Age structure

Map 1. Dependency ratio, 2020

Regional distribution of dependency ratios and trends over time

Globally, in 2020, for every 100 persons of working age there were 53 persons who were younger or older. This figure, the dependency ratio, varies considerably across regions. In most economies of Western, Middle and Eastern Africa it is higher than 65 per cent, whereas in Western, Eastern and South-Eastern Asia, it is often lower than 45 per cent. Notable exceptions include Japan (69 per cent) and Israel (67 per cent), as well as Yemen (72 per cent), Timor-Leste (70 per cent) and Iraq (70 per cent).

Globally, for every 100 persons of working age there were 39 children and 14 older people. The proportion of children in the population has steadily declined from the peak of 38 per cent in 1966, to 25 per cent in 2020, while the proportion of the older than 64 rose from 5 to 9 per cent over the same period. The net effect has been a decline of the dependency ratio from 76 to 53 per cent. The aging of the world population is projected to continue in the coming decades.

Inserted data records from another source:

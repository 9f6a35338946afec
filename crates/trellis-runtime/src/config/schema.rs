//! Configuration schema definitions.

use std::collections::HashMap;
use std::path::PathBuf;

use serde::{Deserialize, Serialize};
use tracing::warn;

/// Root configuration structure.
#[derive(Debug, Clone, Serialize, Deserialize, Default)]
pub struct TrellisConfig {
    /// Application identity settings.
    #[serde(default)]
    pub application: ApplicationConfig,

    /// Logging settings.
    #[serde(default)]
    pub logging: LoggingConfig,
}

/// Application identity settings.
#[derive(Debug, Clone, Serialize, Deserialize)]
pub struct ApplicationConfig {
    /// Human-readable application name, shown in lifecycle log lines.
    #[serde(default = "default_application_name")]
    pub name: String,
}

impl Default for ApplicationConfig {
    fn default() -> Self {
        Self {
            name: default_application_name(),
        }
    }
}

fn default_application_name() -> String {
    "trellis".to_string()
}

/// Logging settings.
#[derive(Debug, Clone, Serialize, Deserialize)]
pub struct LoggingConfig {
    /// Base log level (trace, debug, info, warn, error).
    #[serde(default = "default_log_level")]
    pub level: String,

    /// Output format.
    #[serde(default)]
    pub format: LogFormat,

    /// Output destination.
    #[serde(default)]
    pub output: LogOutput,

    /// Log file path, used when `output = "file"`.
    #[serde(default)]
    pub file_path: Option<PathBuf>,

    /// Per-module filter directives, e.g. `trellis_core = "debug"`.
    #[serde(default)]
    pub filters: HashMap<String, String>,
}

impl Default for LoggingConfig {
    fn default() -> Self {
        Self {
            level: default_log_level(),
            format: LogFormat::default(),
            output: LogOutput::default(),
            file_path: None,
            filters: HashMap::new(),
        }
    }
}

fn default_log_level() -> String {
    "info".to_string()
}

impl LoggingConfig {
    /// Parses the configured base level, falling back to INFO on nonsense.
    pub fn to_tracing_level(&self) -> tracing::Level {
        match self.level.to_lowercase().as_str() {
            "trace" => tracing::Level::TRACE,
            "debug" => tracing::Level::DEBUG,
            "info" => tracing::Level::INFO,
            "warn" => tracing::Level::WARN,
            "error" => tracing::Level::ERROR,
            other => {
                warn!(level = other, "Unknown log level in configuration, using 'info'");
                tracing::Level::INFO
            }
        }
    }
}

/// Log output format.
#[derive(Debug, Clone, Copy, PartialEq, Eq, Serialize, Deserialize, Default)]
#[serde(rename_all = "lowercase")]
pub enum LogFormat {
    /// Single-line compact output (default).
    #[default]
    Compact,
    /// Default `tracing_subscriber::fmt` output.
    Full,
    /// Multi-line human-oriented output.
    Pretty,
    /// JSON lines (requires the `json-log` feature).
    #[cfg(feature = "json-log")]
    Json,
}

/// Log output destination.
#[derive(Debug, Clone, Copy, PartialEq, Eq, Serialize, Deserialize, Default)]
#[serde(rename_all = "lowercase")]
pub enum LogOutput {
    /// Standard output (default).
    #[default]
    Stdout,
    /// Standard error.
    Stderr,
    /// A log file; see `file_path`.
    File,
}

Figure 1. World population by age group

Non-pyramid shape of developed economies’ population pyramid

Figure 2. Population pyramids, 2020

Comparing population pyramids, we find that in developing economies, older age classes are successively smaller than younger classes. In developed economies, this pattern is reversed, so that the proportions of older age groups are larger and younger age groups are smaller than in developing economies.

In both the developing and developed world, women are the majority for older age groups, whereas the majority of children are boys. In 2020, 49.6 per cent of the world population was female.

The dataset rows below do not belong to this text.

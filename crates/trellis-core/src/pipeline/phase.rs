//! Phase graph: named ordering slots and their interceptor lists.
//!
//! A pipeline's phases form an ordered sequence supporting relative insertion
//! — `insert_before`/`insert_after` an existing anchor — so independently
//! authored features can place themselves without renumbering anything.
//! Phases are never deleted and their interceptor lists only grow.
//!
//! # Tie-break for same-anchor insertions
//!
//! Each phase records the anchor it was inserted relative to. When two phases
//! are inserted relative to the same anchor, they keep their insertion order
//! reading *outward* from the anchor: the first-inserted phase stays adjacent
//! to the anchor and later insertions land on the far side of earlier ones.
//!
//! ```text
//! insert_before("y", "x");   // [x, y]
//! insert_before("y", "z");   // [z, x, y]  — x keeps its place next to y
//! insert_after("y", "a");    // [z, x, y, a]
//! insert_after("y", "b");    // [z, x, y, a, b]
//! ```

use tracing::debug;

use super::chain::Interceptor;
use crate::error::PipelineError;

/// How a phase entered the graph; drives the same-anchor tie-break.
#[derive(Debug, Clone, PartialEq, Eq)]
enum Relation {
    /// Registered at the end of the sequence.
    Terminal,
    /// Inserted relative to the named anchor phase.
    Before(String),
    After(String),
}

/// A named ordering slot holding zero or more interceptors.
pub struct Phase {
    name: String,
    relation: Relation,
    interceptors: Vec<Interceptor>,
}

impl Phase {
    /// The phase's unique name within its graph.
    pub fn name(&self) -> &str {
        &self.name
    }

    /// Number of interceptors installed into this phase.
    pub fn interceptor_count(&self) -> usize {
        self.interceptors.len()
    }
}

impl std::fmt::Debug for Phase {
    fn fmt(&self, f: &mut std::fmt::Formatter<'_>) -> std::fmt::Result {
        f.debug_struct("Phase")
            .field("name", &self.name)
            .field("interceptors", &self.interceptors.len())
            .finish()
    }
}

/// The ordered sequence of phases making up a pipeline.
#[derive(Debug, Default)]
pub struct PhaseGraph {
    phases: Vec<Phase>,
}

impl PhaseGraph {
    /// Creates an empty graph.
    pub fn new() -> Self {
        Self::default()
    }

    fn position(&self, name: &str) -> Option<usize> {
        self.phases.iter().position(|p| p.name == name)
    }

    fn check_new(&self, name: &str) -> Result<(), PipelineError> {
        if self.position(name).is_some() {
            return Err(PipelineError::DuplicatePhase(name.to_string()));
        }
        Ok(())
    }

    /// Returns `true` if a phase with this name exists.
    pub fn contains(&self, name: &str) -> bool {
        self.position(name).is_some()
    }

    /// Phase names in execution order.
    pub fn phase_names(&self) -> Vec<String> {
        self.phases.iter().map(|p| p.name.clone()).collect()
    }

    /// Registers a phase at the end of the sequence.
    pub fn register(&mut self, name: impl Into<String>) -> Result<(), PipelineError> {
        let name = name.into();
        self.check_new(&name)?;
        debug!(phase = %name, "Phase registered");
        self.phases.push(Phase {
            name,
            relation: Relation::Terminal,
            interceptors: Vec::new(),
        });
        Ok(())
    }

    /// Inserts `new` before `existing`.
    ///
    /// Among several phases inserted before the same anchor, the
    /// first-inserted stays adjacent to the anchor (module docs).
    pub fn insert_before(
        &mut self,
        existing: &str,
        new: impl Into<String>,
    ) -> Result<(), PipelineError> {
        let new = new.into();
        self.check_new(&new)?;
        let Some(anchor) = self.position(existing) else {
            return Err(PipelineError::PhaseNotFound(existing.to_string()));
        };

        let before_anchor = Relation::Before(existing.to_string());
        let mut index = anchor;
        while index > 0 && self.phases[index - 1].relation == before_anchor {
            index -= 1;
        }

        debug!(phase = %new, anchor = existing, "Phase inserted before anchor");
        self.phases.insert(
            index,
            Phase {
                name: new,
                relation: before_anchor,
                interceptors: Vec::new(),
            },
        );
        Ok(())
    }

    /// Inserts `new` after `existing`.
    ///
    /// Among several phases inserted after the same anchor, the
    /// first-inserted stays adjacent to the anchor (module docs).
    pub fn insert_after(
        &mut self,
        existing: &str,
        new: impl Into<String>,
    ) -> Result<(), PipelineError> {
        let new = new.into();
        self.check_new(&new)?;
        let Some(anchor) = self.position(existing) else {
            return Err(PipelineError::PhaseNotFound(existing.to_string()));
        };

        let after_anchor = Relation::After(existing.to_string());
        let mut index = anchor + 1;
        while index < self.phases.len() && self.phases[index].relation == after_anchor {
            index += 1;
        }

        debug!(phase = %new, anchor = existing, "Phase inserted after anchor");
        self.phases.insert(
            index,
            Phase {
                name: new,
                relation: after_anchor,
                interceptors: Vec::new(),
            },
        );
        Ok(())
    }

    /// Appends an interceptor to the named phase.
    pub fn intercept(&mut self, phase: &str, interceptor: Interceptor) -> Result<(), PipelineError> {
        let Some(index) = self.position(phase) else {
            return Err(PipelineError::PhaseNotFound(phase.to_string()));
        };
        self.phases[index].interceptors.push(interceptor);
        debug!(
            phase = phase,
            total = self.phases[index].interceptors.len(),
            "Interceptor installed"
        );
        Ok(())
    }

    /// Produces the full interceptor sequence: phase order, then per-phase
    /// insertion order. Read-only; calling it twice without intervening
    /// mutation yields identical sequences.
    pub fn concatenate(&self) -> Vec<Interceptor> {
        self.phases
            .iter()
            .flat_map(|p| p.interceptors.iter().cloned())
            .collect()
    }
}

#[cfg(test)]
mod tests {
    use std::sync::Arc;

    use super::*;

    fn noop() -> Interceptor {
        Arc::new(|call, next| Box::pin(async move { next.proceed(call).await }))
    }

    fn graph_with(names: &[&str]) -> PhaseGraph {
        let mut graph = PhaseGraph::new();
        for name in names {
            graph.register(*name).unwrap();
        }
        graph
    }

    #[test]
    fn insert_before_lands_adjacent_to_anchor() {
        let mut graph = graph_with(&["first", "anchor", "last"]);
        graph.insert_before("anchor", "new").unwrap();
        assert_eq!(graph.phase_names(), ["first", "new", "anchor", "last"]);
    }

    #[test]
    fn insert_after_lands_adjacent_to_anchor() {
        let mut graph = graph_with(&["first", "anchor", "last"]);
        graph.insert_after("anchor", "new").unwrap();
        assert_eq!(graph.phase_names(), ["first", "anchor", "new", "last"]);
    }

    #[test]
    fn same_anchor_ties_keep_first_inserted_adjacent() {
        let mut graph = graph_with(&["y"]);
        graph.insert_before("y", "x").unwrap();
        graph.insert_before("y", "z").unwrap();
        assert_eq!(graph.phase_names(), ["z", "x", "y"]);

        graph.insert_after("y", "a").unwrap();
        graph.insert_after("y", "b").unwrap();
        assert_eq!(graph.phase_names(), ["z", "x", "y", "a", "b"]);
    }

    #[test]
    fn earlier_insertions_keep_relative_order_across_later_ones() {
        let mut graph = graph_with(&["hub", "tail"]);
        graph.insert_before("tail", "x").unwrap();
        graph.insert_after("hub", "m").unwrap();
        graph.insert_before("tail", "z").unwrap();
        // x and z stay ordered outward from "tail"; m is untouched.
        assert_eq!(graph.phase_names(), ["hub", "m", "z", "x", "tail"]);
    }

    #[test]
    fn missing_anchor_is_rejected() {
        let mut graph = graph_with(&["only"]);
        assert_eq!(
            graph.insert_before("absent", "new"),
            Err(PipelineError::PhaseNotFound("absent".to_string()))
        );
        assert_eq!(
            graph.insert_after("absent", "new"),
            Err(PipelineError::PhaseNotFound("absent".to_string()))
        );
        assert_eq!(
            graph.intercept("absent", noop()),
            Err(PipelineError::PhaseNotFound("absent".to_string()))
        );
    }

    #[test]
    fn duplicate_phase_is_rejected() {
        let mut graph = graph_with(&["a", "b"]);
        assert_eq!(
            graph.register("a"),
            Err(PipelineError::DuplicatePhase("a".to_string()))
        );
        assert_eq!(
            graph.insert_before("b", "a"),
            Err(PipelineError::DuplicatePhase("a".to_string()))
        );
        // The failed insertion left the graph untouched.
        assert_eq!(graph.phase_names(), ["a", "b"]);
    }

    #[test]
    fn concatenate_follows_phase_then_insertion_order() {
        let mut graph = graph_with(&["early", "late"]);
        graph.intercept("late", noop()).unwrap();
        graph.intercept("early", noop()).unwrap();
        graph.intercept("early", noop()).unwrap();

        let chain = graph.concatenate();
        assert_eq!(chain.len(), 3);
        // early's two interceptors come first, in insertion order.
        assert!(Arc::ptr_eq(&chain[2], &graph.phases[1].interceptors[0]));
        assert!(Arc::ptr_eq(&chain[0], &graph.phases[0].interceptors[0]));
        assert!(Arc::ptr_eq(&chain[1], &graph.phases[0].interceptors[1]));
    }

    #[test]
    fn concatenate_is_pure() {
        let mut graph = graph_with(&["p"]);
        graph.intercept("p", noop()).unwrap();
        graph.intercept("p", noop()).unwrap();

        let first = graph.concatenate();
        let second = graph.concatenate();
        assert_eq!(first.len(), second.len());
        for (a, b) in first.iter().zip(second.iter()) {
            assert!(Arc::ptr_eq(a, b));
        }
    }
}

Less child dependency, more old-age dependency

Over the next 30 years, the total dependency ratio is projected to rise in most regions. Child dependency ratios will decrease, but it is forecast that this will be compensated for by rising old-age dependency ratios. Africa is the exception, featuring both decreasing child and overall dependency ratios (child: from 72 per cent in 2020 to 52 per cent in 2050, overall: from 78 to 61 per cent). In general, child dependency ratios are projected to fall fastest where they are currently highest.

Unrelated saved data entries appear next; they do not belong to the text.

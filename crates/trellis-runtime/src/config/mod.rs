//! Configuration module for the trellis runtime.
//!
//! TOML-based, layered configuration loading for the application identity
//! and logging settings.

pub mod error;
pub mod loader;
pub mod schema;

pub use error::{ConfigError, ConfigResult};
pub use loader::{ConfigLoader, Profile, load_config, load_config_from_file};
pub use schema::{ApplicationConfig, LogFormat, LogOutput, LoggingConfig, TrellisConfig};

Contrary to child dependency, old-age dependency is forecast to increase most in the groups of economies where it is already comparatively high. This is the case in developed economies, where an increase from 30 per cent in 2020 to 46 per cent is expected by 2050.

Figure 3. Dependency ratio by age structure
Note: The total dependency ratio is the sum of the child and old-age dependency ratios.

Concepts and definitions

In this section, the term “persons of working age” refers to persons aged from 15 to 64 years. The term “children” refers to persons under the age of 15. The term “older persons” refers to persons over the age of 64.

The dependency ratio is defined as the number of children and older persons per hundred persons of working age. It can be expressed as the sum of the child dependency ratio and the old-age dependency ratio.

The child dependency ratio is defined as the number of children per hundred persons of working age. The old-age dependency ratio is defined as the number of older persons per hundred persons of working age.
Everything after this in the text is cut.